La tarde era agradable. Al menos no tendría que pasar frío, como otras veces. Pero todo sea por la niña. Y es que si no la lleva cada día al parque, después no hay quien la aguante. Pero es normal, se decía para sí misma. Tiene que quemar la energía desbordante que tiene. Y además ya conoce y juega con otras niñas. Eso está bien. Desde que se han mudado a esta ciudad de la costa han hecho pocas amistades. Juan siempre está en el hotel, cuando no está avión arriba, avión abajo visitando otros hoteles de la cadena. Ella todavía no ha encontrado trabajo, aunque tampoco es que lo necesite. Su marido gana bastante y como la ve poco, tranquiliza su conciencia dándole todo lo que piensa que necesita. Así que se pasa las mañanas en el gimnasio y las tardes con la niña en el parque o en las actividades extraescolares.

Sentada en la cafetería que hay frente a los columpios se dedicaba a observar a la gente a su alrededor e intentaba imaginar cómo eran, en qué trabajaban y sus pequeños detalles cotidianos, como sus relaciones familiares: “esa tiene pinta de ser una maruja que lo controla todo, ese tiene que ser funcionario: mira que manos tan delicadas, esa no es feliz, sólo hay que ver su mirada vacía, esa pareja lleva poco tiempo, pero menos va a durar”. Con eso se entretenía bastante. A veces se reía para ella sola: “ese chico tiene pinta de ser como un oso, su cuello está lleno de pelos, habrá que verlo sin camiseta”, otras veces se aburría al no ver a nadie interesante: “¿Cómo será vivir con ese chico tan anodino, con esa chica tan normal?”

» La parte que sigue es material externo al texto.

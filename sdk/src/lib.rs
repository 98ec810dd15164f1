//! Forward-secret messaging sessions between parties identified by published
//! key cards.
//!
//! Each party publishes an identity card plus rotating long-term and one-time
//! pre-key cards. An initiator consumes a peer's published [`cards::KeyCardSet`]
//! to derive a session and embeds a handshake into its first message; the
//! responder derives the same session from that handshake and its local key
//! pool. Sessions persist through a [`store::SessionStore`] and are recovered
//! after a restart without deriving again.

/// Published identity, long-term and one-time cards.
pub mod cards;
/// Session manager configuration, stored as TOML.
pub mod conf;
/// The explicitly passed per-process session context.
pub mod context;
/// Key agreement, signing and message sealing behind the [`crypto::CryptoEngine`]
/// trait, with an X3DH based default engine.
pub mod crypto;
/// The external card directory and its HTTP client.
pub mod directory;
mod error;
/// Private pre-keys of this party.
pub mod key_pool;
pub mod manager;
mod serde_parsers;
/// Initiator and responder sessions and their wire format.
pub mod session;
/// Persisted session records.
pub mod state;
/// Session record stores.
pub mod store;

pub use {
    error::{SessionError, SessionResult},
    manager::SessionManager,
    session::{ActiveSession, SecureSession, SessionPhase},
};
use {
    base64::{engine::general_purpose::STANDARD, Engine as _},
    serde::{de::Deserializer, ser::Serializer, Deserialize, Serialize},
};

/// Deserialize a base64 (standard alphabet) string into a `Vec<u8>`.
pub fn deserialize_base64_to_bytes<'de, D>(deserializer: D) -> Result<Vec<u8>, D::Error>
where
    D: Deserializer<'de>,
{
    let value: String = Deserialize::deserialize(deserializer)?;

    STANDARD.decode(value).map_err(serde::de::Error::custom)
}

/// Inverse of [deserialize_base64_to_bytes].
pub fn serialize_bytes_to_base64<S, T>(value: &T, serializer: S) -> Result<S::Ok, S::Error>
where
    S: Serializer,
    T: AsRef<[u8]>,
{
    STANDARD.encode(value.as_ref()).serialize(serializer)
}

/// Optional variant of [deserialize_base64_to_bytes]. Pair it with
/// `#[serde(default)]` so that a missing field reads as `None`.
pub fn deserialize_opt_base64_to_bytes<'de, D>(
    deserializer: D,
) -> Result<Option<Vec<u8>>, D::Error>
where
    D: Deserializer<'de>,
{
    let value: Option<String> = Deserialize::deserialize(deserializer)?;

    value
        .map(|v| STANDARD.decode(v).map_err(serde::de::Error::custom))
        .transpose()
}

/// Inverse of [deserialize_opt_base64_to_bytes].
pub fn serialize_opt_bytes_to_base64<S>(
    value: &Option<Vec<u8>>,
    serializer: S,
) -> Result<S::Ok, S::Error>
where
    S: Serializer,
{
    value
        .as_ref()
        .map(|v| STANDARD.encode(v))
        .serialize(serializer)
}

#[cfg(test)]
mod tests {
    use {super::*, serde::Deserialize};

    #[derive(Debug, PartialEq, Serialize, Deserialize)]
    struct Blob {
        #[serde(
            deserialize_with = "deserialize_base64_to_bytes",
            serialize_with = "serialize_bytes_to_base64"
        )]
        data: Vec<u8>,
        #[serde(
            default,
            skip_serializing_if = "Option::is_none",
            deserialize_with = "deserialize_opt_base64_to_bytes",
            serialize_with = "serialize_opt_bytes_to_base64"
        )]
        extra: Option<Vec<u8>>,
    }

    #[test]
    fn test_base64_fields() {
        let blob = Blob {
            data: b"hello".to_vec(),
            extra: None,
        };
        let json = serde_json::to_string(&blob).unwrap();
        assert_eq!(json, r#"{"data":"aGVsbG8="}"#);
        assert_eq!(serde_json::from_str::<Blob>(&json).unwrap(), blob);

        let with_extra: Blob = serde_json::from_str(r#"{"data":"","extra":"AQI="}"#).unwrap();
        assert_eq!(with_extra.extra, Some(vec![1, 2]));
    }

    #[test]
    fn test_invalid_base64_is_rejected() {
        assert!(serde_json::from_str::<Blob>(r#"{"data":"not base64!"}"#).is_err());
    }
}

Llenaba su vida vacía con la imaginación acerca de la de los demás. Y le resultaba divertido. Hasta que se miraba a sí misma y se daba cuenta que quizás alguien pensara lo mismo de ella. Una chica triste. Sin hablar con nadie. ¿Cuál sería su historia?

Manu lo pensó más de una vez. Esa chica que siempre se sentaba, se tomaba un café y se fumaba unos cinco cigarrillos (pocas veces más, pocas veces menos) tenía algo interesante. Primero empujaba a su hija en el columpio un rato, después la dejaba jugando con otras niñas y la observaba desde la terraza. A ratos miraba el móvil, a ratos parecía mirar al infinito. No era la única interesante de observar, pero sí tenía algo especial para él. Había otras chicas guapas, y muchas veces solas. Como aquella rubia (¿Ucraniana? ¿Rusa? ¿Escandinava?) que siempre tomaba una cerveza mientras sus dos niños daban vueltas con las bicicletas. Hermosos ojos. Pelo rubísimo. Piel blanca y cuerpo bien cuidado. Muchas veces venía con mallas de deporte. Cuando se levantaba para irse era obligado mirarle el culo respingón y su larga coleta rubia meciéndose de un lado a otro cuando se alejaba con sus dos hijos de vuelta a casa. ¿Qué haría? ¿Trabajaría o sería la mujer mantenida de un ruso adinerado que se pasaba media vida fuera de casa? También estaba esa otra chica española, con pelo corto y cobrizo. A veces sola, a veces con otras amigas. Le gustaba su risa escandalosa. Pero pasaba muy poco tiempo cada tarde: nunca estaba más de una hora. Seguro iría a comprar cada día y quería que no se le hiciera tarde la hora de la cena. Buena ama de casa. También había un chico como él, solo. Pero con él no había que imaginar mucho. Le compraba a los hijos todas las chucherías que le pedían y seguro estaba separado. Era fácil de ver; cada tarde llegaba una chica, lo saludaba, pero no se besaban, y se llevaba a los dos niños. Y después se iba cada uno por su lado.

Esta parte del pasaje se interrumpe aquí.